Table 1 gives a list of symptoms which were spontaneously described by patients in my withdrawal clinic. It is clearly a long list and is probably not inclusive. Of course, not all patients get all the symptoms, and none of the symptoms are inevitable. Withdrawal often seems to seek out the individual's most vulnerable points: if he is prone to headaches, worse headaches may feature in withdrawal; if he is prone to "irritable bowel", digestive symptoms may be aggravated. Such symptoms are nearly always temporary and can be minimised. They are less frightening and seem less important or bizarre if their cause is understood. Furthermore, patients can learn techniques to alleviate or control many of the symptoms: there is a lot they can do to help themselves.

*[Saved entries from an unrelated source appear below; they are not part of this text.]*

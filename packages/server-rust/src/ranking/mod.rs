//! Ranking engine: windowed reads, dense placement recomputation, the mode
//! registry, and the [`Leaderboard`] that ties them together.

pub mod error;
pub mod leaderboard;
pub mod reader;
pub mod recompute;
pub mod registry;

pub use error::RankingError;
pub use leaderboard::Leaderboard;
pub use reader::WindowedReader;
pub use recompute::{PlacementEngine, RecomputeSummary};
pub use registry::{ModeTable, TableRegistry};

TABLE 1. BENZODIAZEPINE WITHDRAWAL SYMPTOMS

PSYCHOLOGICAL SYMPTOMS
Excitability (jumpiness, restlessness)
Insomnia, nightmares, other sleep disturbances
Increased anxiety, panic attacks
Agoraphobia, social phobia
Perceptual distortions
Depersonalisation, derealisation
Hallucinations, misperceptions
Depression
Obsessions
Paranoid thoughts
Rage, aggression, irritability
Poor memory and concentration
Intrusive memories
Craving (rare)

PHYSICAL SYMPTOMS
Headache
Pain/stiffness - (limbs, back, neck, teeth, jaw)
Tingling, numbness, altered sensation - (limbs, face, trunk)
Weakness ("jelly-legs")
Fatigue, influenza-like symptoms
Muscle twitches, jerks, tics, "electric shocks"
Tremor
Dizziness, light-headedness, poor balance
Blurred/double vision, sore or dry eyes
Tinnitus
Hypersensitivity - (light, sound, touch, taste, smell)
Gastrointestinal symptoms - (nausea, vomiting, diarrhoea,
constipation, pain, distension, difficulty swallowing)
Appetite/weight change
Dry mouth, metallic taste, unusual smell
Flushing/sweating/palpitations
Overbreathing
Urinary difficulties/menstrual difficulties
Skin rashes, itching
Fits (rare)

These symptoms have all been described by patients withdrawing from benzodiazepines; they are not arranged in any particular order, and few if any are specific to benzodiazepine withdrawal. The list is probably not inclusive. Different individuals experience different combinations of symptoms. Do not expect to get all these symptoms!"